(Stored data)
————————

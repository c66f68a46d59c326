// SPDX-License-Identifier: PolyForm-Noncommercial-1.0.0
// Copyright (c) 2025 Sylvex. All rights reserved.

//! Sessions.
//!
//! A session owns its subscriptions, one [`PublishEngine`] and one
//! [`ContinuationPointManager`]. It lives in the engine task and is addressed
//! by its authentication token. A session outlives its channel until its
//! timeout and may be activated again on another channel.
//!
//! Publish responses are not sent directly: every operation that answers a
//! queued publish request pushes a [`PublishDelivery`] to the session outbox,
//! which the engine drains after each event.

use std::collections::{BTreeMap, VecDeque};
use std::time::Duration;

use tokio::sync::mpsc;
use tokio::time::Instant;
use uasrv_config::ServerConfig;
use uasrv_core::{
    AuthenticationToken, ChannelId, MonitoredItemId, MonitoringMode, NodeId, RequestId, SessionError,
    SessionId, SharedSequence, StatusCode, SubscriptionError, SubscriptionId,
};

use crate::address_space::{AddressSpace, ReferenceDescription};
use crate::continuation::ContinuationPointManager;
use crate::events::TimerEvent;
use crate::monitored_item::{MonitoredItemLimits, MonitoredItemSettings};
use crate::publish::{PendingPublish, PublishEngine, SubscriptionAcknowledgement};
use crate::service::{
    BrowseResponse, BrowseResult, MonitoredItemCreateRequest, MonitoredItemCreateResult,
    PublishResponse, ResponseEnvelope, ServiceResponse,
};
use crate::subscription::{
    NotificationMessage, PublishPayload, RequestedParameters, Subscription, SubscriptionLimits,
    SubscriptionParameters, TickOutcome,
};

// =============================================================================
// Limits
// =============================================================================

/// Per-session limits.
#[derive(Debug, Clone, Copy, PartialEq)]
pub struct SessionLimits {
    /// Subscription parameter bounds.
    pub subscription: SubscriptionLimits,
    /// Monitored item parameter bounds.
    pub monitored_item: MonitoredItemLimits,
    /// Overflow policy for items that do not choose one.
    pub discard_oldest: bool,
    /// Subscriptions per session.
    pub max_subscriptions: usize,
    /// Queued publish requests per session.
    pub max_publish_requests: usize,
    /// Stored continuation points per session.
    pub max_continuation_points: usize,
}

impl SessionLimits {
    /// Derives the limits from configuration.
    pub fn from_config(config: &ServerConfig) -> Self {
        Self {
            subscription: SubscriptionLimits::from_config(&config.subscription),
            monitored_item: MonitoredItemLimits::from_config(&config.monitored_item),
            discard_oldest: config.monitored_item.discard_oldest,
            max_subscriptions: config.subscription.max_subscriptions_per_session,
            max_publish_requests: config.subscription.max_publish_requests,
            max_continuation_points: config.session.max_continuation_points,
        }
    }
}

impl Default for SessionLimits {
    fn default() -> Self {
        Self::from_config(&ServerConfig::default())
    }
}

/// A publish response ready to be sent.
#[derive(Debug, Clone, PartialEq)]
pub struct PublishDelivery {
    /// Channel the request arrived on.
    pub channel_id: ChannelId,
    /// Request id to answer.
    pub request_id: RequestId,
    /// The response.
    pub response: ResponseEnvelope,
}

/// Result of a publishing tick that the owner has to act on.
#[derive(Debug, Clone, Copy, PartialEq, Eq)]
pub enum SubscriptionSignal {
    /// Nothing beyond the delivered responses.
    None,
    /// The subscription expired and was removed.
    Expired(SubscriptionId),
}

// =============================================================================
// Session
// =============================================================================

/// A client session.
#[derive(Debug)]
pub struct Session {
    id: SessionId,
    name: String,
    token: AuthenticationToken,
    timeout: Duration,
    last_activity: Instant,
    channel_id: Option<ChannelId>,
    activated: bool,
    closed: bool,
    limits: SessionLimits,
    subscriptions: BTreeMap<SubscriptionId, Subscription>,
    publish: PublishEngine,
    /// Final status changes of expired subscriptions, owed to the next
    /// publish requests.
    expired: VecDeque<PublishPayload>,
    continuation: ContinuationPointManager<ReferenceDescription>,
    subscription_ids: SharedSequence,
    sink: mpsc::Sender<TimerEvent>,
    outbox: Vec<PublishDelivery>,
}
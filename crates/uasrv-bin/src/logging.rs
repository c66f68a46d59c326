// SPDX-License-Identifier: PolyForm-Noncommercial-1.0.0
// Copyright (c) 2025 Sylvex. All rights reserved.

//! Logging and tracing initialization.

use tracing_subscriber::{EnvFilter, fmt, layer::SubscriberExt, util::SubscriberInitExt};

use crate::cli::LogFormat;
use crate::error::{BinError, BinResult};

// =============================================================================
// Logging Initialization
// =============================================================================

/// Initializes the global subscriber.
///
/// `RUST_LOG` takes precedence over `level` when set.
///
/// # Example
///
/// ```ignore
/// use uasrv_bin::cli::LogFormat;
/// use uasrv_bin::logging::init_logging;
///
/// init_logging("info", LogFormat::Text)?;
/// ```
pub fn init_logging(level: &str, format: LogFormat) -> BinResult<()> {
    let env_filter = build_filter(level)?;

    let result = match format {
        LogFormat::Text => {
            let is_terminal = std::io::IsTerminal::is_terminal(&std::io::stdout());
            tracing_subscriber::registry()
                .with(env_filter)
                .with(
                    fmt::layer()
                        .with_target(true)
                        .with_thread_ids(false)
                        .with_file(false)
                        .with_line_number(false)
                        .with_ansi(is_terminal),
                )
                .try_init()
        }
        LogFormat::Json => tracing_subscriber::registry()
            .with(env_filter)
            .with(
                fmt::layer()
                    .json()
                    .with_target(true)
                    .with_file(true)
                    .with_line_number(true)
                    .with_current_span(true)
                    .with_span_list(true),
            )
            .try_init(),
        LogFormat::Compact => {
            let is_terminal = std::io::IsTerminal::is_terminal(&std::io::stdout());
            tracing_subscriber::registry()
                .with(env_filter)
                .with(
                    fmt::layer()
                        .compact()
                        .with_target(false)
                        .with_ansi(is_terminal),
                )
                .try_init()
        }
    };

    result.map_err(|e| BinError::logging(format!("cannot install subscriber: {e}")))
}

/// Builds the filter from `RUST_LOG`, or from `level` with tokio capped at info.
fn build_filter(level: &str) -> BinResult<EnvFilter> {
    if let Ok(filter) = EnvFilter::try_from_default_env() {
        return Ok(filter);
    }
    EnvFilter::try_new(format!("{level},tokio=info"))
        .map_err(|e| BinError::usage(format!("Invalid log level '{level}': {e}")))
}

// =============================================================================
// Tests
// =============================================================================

————————

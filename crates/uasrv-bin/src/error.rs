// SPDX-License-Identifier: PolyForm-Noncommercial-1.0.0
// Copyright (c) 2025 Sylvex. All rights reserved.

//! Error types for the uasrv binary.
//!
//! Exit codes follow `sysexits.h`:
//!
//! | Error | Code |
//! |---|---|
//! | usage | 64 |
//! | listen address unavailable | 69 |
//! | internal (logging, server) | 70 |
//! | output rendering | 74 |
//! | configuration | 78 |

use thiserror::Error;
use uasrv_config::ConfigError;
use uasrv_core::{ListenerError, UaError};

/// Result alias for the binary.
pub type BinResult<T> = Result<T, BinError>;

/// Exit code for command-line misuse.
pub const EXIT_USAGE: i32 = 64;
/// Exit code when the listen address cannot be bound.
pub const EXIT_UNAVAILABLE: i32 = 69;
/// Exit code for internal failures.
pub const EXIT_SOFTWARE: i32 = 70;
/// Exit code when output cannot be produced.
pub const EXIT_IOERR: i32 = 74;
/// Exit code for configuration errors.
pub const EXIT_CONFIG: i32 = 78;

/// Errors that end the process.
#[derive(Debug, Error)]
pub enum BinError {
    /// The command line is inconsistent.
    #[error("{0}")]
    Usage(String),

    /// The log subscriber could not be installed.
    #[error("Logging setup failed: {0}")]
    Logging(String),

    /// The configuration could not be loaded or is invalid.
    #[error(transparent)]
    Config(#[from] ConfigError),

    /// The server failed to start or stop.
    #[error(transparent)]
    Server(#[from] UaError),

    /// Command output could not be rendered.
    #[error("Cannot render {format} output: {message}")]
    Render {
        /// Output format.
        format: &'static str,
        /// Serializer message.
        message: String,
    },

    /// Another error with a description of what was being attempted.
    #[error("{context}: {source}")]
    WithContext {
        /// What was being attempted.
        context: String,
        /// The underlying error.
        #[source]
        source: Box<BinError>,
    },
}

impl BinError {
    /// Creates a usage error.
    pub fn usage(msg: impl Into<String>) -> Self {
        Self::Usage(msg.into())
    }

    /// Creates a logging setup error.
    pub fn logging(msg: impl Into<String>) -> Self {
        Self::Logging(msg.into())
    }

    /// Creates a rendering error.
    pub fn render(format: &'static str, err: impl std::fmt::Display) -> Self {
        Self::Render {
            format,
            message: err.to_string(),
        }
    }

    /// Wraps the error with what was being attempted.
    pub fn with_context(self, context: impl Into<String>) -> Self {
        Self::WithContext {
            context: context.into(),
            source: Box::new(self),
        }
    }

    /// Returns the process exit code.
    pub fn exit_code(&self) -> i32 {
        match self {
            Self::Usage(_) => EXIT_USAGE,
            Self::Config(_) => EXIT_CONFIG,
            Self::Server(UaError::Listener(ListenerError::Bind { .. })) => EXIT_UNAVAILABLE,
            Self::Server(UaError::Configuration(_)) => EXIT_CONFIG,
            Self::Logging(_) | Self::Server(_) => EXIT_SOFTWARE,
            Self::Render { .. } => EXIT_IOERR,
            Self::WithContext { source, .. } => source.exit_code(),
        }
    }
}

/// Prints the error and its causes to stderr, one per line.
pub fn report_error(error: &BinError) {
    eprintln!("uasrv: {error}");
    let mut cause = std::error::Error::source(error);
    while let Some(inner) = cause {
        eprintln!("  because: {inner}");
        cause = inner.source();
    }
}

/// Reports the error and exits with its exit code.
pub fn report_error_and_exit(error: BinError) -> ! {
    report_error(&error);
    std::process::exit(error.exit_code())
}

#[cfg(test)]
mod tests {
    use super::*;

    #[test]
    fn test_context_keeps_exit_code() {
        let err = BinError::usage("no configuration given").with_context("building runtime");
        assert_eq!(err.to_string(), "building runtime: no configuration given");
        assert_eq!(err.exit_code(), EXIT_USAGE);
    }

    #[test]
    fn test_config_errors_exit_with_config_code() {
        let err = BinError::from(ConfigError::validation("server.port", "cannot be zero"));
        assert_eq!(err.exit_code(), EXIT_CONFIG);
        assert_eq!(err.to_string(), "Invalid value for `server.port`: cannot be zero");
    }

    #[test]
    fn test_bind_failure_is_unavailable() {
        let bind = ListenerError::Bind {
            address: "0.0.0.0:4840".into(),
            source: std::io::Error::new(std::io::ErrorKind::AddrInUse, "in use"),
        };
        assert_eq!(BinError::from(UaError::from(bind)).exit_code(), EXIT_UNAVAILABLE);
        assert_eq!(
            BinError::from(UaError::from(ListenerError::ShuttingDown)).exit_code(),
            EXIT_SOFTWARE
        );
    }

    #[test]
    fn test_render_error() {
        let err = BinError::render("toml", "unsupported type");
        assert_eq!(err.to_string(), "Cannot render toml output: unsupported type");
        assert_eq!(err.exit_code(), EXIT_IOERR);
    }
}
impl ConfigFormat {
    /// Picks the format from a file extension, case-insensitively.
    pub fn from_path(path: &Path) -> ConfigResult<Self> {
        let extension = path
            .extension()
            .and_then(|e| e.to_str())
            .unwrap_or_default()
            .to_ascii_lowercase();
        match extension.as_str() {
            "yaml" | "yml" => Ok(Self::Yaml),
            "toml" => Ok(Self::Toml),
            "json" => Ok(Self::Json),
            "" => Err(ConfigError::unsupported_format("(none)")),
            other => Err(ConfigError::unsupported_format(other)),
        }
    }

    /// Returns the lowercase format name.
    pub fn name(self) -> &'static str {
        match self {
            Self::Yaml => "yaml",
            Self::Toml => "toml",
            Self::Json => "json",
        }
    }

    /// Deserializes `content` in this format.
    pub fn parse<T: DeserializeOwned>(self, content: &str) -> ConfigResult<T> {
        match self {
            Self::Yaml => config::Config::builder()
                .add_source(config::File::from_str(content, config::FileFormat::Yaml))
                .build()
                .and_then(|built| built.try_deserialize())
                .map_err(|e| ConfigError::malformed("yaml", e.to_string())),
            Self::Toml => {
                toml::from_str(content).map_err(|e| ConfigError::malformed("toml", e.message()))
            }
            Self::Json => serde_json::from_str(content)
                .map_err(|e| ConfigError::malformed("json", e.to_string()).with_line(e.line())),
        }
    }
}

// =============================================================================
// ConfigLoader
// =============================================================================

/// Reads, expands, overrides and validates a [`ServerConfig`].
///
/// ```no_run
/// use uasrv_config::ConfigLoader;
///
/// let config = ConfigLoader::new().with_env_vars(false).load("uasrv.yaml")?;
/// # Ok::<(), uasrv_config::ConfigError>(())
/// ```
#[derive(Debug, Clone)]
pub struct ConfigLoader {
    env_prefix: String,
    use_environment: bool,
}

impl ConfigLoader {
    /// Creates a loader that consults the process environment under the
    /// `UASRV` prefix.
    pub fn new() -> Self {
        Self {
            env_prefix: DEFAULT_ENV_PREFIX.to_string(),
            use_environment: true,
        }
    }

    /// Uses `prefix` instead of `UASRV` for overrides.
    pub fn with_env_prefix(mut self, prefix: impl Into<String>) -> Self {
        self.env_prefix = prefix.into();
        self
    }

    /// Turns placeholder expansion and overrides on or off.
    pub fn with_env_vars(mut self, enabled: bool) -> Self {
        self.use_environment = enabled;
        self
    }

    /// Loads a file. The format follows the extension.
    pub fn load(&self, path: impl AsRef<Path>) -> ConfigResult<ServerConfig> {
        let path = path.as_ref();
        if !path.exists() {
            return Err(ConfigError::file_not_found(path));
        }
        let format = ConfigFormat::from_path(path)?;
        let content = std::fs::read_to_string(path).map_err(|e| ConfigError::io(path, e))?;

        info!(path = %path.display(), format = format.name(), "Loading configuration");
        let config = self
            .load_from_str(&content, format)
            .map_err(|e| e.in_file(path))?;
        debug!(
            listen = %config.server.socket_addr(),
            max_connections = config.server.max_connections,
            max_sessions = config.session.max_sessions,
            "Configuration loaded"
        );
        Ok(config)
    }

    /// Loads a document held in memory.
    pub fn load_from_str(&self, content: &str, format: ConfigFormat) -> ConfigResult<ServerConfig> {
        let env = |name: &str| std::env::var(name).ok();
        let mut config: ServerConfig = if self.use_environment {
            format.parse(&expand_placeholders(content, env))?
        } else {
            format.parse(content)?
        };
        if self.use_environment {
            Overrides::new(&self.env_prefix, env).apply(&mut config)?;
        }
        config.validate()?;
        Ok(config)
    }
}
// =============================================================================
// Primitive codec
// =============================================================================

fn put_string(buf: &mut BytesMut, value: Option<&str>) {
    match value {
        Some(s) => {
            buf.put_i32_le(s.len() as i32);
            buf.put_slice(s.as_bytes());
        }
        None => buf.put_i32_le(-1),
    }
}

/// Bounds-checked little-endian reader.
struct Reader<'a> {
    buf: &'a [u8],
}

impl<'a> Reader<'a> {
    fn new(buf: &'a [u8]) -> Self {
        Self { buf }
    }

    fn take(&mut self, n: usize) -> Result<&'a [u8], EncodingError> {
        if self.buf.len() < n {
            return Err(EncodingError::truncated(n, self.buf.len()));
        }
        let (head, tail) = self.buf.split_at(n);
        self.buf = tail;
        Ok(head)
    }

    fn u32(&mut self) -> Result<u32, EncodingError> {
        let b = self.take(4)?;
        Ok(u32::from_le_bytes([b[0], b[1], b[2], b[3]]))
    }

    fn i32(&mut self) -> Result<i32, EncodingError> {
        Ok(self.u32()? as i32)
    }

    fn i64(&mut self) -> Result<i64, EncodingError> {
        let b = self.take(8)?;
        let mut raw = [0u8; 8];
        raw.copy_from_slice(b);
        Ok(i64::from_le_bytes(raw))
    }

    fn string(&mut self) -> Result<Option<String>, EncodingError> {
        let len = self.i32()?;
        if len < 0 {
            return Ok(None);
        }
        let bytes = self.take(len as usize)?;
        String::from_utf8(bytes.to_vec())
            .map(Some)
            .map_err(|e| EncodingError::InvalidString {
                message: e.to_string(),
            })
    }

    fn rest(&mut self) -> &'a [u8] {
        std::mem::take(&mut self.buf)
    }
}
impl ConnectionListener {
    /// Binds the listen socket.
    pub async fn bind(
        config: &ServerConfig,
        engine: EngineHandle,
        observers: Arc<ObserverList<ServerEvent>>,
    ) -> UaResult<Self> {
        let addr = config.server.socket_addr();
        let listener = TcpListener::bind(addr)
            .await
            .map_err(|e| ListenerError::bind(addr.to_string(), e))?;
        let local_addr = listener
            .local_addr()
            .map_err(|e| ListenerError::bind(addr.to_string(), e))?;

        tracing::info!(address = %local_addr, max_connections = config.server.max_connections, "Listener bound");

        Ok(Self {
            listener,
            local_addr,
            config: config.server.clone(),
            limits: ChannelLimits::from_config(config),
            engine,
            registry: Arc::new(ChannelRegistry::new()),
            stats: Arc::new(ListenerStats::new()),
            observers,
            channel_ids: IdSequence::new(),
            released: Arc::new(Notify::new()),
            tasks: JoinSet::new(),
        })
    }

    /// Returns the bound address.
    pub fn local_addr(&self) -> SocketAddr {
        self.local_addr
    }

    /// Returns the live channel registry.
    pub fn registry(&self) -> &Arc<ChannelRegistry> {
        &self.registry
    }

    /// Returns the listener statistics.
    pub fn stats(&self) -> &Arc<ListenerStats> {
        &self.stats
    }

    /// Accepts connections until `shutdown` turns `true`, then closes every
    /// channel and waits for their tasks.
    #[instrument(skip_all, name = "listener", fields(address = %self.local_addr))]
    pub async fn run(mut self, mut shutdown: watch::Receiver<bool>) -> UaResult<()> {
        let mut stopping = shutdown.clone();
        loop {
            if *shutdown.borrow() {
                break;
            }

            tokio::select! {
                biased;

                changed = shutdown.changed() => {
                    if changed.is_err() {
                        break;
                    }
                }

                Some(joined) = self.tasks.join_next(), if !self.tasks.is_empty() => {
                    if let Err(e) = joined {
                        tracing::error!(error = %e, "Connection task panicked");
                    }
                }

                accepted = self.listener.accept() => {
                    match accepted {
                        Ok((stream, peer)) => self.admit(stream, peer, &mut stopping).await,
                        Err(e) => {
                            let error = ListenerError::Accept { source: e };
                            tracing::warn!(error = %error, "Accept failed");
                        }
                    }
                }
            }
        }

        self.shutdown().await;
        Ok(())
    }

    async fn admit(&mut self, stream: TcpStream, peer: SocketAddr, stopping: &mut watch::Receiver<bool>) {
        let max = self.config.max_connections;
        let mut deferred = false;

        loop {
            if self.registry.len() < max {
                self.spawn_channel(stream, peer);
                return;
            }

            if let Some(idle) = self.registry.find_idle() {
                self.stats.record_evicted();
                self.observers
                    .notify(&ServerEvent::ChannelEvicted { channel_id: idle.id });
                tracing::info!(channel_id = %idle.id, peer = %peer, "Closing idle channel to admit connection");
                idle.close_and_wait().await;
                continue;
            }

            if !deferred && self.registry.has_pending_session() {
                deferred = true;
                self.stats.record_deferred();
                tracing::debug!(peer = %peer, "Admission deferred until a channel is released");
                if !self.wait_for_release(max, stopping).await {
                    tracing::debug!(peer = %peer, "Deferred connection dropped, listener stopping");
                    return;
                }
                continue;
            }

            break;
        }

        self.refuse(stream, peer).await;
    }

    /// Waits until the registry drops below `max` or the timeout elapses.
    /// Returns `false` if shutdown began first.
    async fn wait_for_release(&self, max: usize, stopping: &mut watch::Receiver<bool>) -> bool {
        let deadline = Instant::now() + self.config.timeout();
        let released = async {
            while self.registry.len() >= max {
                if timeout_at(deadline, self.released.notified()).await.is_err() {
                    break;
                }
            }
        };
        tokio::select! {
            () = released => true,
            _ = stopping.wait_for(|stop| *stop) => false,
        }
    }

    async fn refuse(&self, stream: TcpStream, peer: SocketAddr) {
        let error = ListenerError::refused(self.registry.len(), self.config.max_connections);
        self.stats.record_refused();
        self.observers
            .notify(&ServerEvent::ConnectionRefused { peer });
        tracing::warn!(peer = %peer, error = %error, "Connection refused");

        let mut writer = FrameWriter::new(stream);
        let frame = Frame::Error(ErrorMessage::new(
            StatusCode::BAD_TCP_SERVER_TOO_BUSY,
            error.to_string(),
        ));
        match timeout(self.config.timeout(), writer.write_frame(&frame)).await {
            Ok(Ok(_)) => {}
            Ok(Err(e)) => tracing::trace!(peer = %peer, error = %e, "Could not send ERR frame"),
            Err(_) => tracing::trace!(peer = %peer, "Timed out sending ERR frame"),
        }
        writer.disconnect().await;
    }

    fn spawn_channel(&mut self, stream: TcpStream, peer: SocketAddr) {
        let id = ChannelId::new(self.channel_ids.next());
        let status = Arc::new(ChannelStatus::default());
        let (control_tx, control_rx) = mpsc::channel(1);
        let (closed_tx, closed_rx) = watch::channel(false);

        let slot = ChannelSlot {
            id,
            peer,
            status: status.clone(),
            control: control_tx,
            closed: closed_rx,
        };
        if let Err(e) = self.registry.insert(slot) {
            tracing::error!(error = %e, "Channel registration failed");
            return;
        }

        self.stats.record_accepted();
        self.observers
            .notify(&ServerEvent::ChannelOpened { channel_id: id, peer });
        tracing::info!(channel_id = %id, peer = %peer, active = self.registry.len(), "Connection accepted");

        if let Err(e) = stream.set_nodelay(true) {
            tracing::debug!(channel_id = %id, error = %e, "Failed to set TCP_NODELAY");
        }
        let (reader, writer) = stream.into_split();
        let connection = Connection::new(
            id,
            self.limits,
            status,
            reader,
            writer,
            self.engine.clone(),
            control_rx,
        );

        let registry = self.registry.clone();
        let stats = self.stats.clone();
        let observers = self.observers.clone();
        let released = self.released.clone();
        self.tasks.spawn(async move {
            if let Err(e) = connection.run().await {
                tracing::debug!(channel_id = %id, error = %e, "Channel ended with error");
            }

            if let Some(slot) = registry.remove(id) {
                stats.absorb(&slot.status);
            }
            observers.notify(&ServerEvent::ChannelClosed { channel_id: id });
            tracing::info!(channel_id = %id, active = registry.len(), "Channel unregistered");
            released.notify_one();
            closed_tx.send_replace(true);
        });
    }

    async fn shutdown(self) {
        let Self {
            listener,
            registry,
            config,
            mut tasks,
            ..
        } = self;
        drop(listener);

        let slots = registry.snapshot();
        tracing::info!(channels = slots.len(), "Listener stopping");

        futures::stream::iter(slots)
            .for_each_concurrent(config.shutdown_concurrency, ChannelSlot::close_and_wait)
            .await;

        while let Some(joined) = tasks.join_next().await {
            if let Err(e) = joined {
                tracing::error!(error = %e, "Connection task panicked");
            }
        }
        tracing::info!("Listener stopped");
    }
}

————————

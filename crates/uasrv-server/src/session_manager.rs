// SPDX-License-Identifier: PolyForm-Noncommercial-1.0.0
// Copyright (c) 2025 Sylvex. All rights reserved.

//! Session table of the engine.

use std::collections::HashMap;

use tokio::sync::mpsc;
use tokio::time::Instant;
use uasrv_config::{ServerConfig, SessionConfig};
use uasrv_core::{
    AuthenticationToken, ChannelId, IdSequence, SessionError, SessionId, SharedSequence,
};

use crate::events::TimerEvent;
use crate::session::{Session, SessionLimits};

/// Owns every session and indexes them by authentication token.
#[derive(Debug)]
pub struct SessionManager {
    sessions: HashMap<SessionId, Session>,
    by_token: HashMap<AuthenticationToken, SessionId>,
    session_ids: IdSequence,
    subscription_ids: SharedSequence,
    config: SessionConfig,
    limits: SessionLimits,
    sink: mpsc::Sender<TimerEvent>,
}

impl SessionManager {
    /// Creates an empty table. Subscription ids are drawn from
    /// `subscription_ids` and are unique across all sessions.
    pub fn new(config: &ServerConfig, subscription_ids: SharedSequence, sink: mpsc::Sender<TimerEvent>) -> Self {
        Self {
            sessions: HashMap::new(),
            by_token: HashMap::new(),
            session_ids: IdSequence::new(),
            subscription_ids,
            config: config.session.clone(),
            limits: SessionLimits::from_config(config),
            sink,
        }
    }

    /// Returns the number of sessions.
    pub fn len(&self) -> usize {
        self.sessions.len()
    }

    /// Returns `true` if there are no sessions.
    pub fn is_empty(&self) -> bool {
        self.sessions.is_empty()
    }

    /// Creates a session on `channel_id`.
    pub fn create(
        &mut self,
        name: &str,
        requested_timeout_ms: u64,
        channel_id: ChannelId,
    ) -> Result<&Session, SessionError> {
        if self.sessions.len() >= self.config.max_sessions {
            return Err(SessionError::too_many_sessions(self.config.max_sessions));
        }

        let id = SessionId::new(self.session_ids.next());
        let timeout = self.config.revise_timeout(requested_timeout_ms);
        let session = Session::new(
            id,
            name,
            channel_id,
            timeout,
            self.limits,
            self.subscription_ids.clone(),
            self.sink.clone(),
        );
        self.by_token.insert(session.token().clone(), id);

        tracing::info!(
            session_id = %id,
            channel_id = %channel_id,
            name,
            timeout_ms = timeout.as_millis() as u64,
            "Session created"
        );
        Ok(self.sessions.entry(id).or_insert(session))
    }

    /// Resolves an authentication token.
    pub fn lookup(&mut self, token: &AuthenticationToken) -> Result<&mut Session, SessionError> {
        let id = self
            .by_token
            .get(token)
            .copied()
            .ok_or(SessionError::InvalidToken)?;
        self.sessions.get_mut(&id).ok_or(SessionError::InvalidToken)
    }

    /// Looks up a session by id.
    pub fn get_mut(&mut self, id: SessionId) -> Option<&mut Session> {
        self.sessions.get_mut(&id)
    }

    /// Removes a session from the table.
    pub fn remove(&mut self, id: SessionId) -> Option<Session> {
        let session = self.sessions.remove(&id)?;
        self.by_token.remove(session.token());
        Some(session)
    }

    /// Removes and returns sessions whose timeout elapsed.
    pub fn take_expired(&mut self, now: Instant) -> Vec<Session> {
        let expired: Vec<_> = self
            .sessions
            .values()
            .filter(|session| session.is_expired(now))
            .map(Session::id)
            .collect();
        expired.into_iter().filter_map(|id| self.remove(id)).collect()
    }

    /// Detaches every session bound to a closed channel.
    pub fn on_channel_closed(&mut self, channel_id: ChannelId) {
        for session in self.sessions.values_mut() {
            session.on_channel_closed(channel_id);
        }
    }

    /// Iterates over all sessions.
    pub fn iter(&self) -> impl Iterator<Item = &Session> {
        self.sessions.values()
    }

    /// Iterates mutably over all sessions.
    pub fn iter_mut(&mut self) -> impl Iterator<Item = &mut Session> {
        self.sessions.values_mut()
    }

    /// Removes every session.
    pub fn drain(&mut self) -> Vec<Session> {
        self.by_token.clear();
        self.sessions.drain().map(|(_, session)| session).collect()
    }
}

————————

**What you have to do:** What is needed is every line of the records that contains the word "observers".

**Task result:**
        observers: Arc<ObserverList<ServerEvent>>,
            observers,
                self.observers
        self.observers
        self.observers
        let observers = self.observers.clone();
            observers.notify(&ServerEvent::ChannelClosed { channel_id: id });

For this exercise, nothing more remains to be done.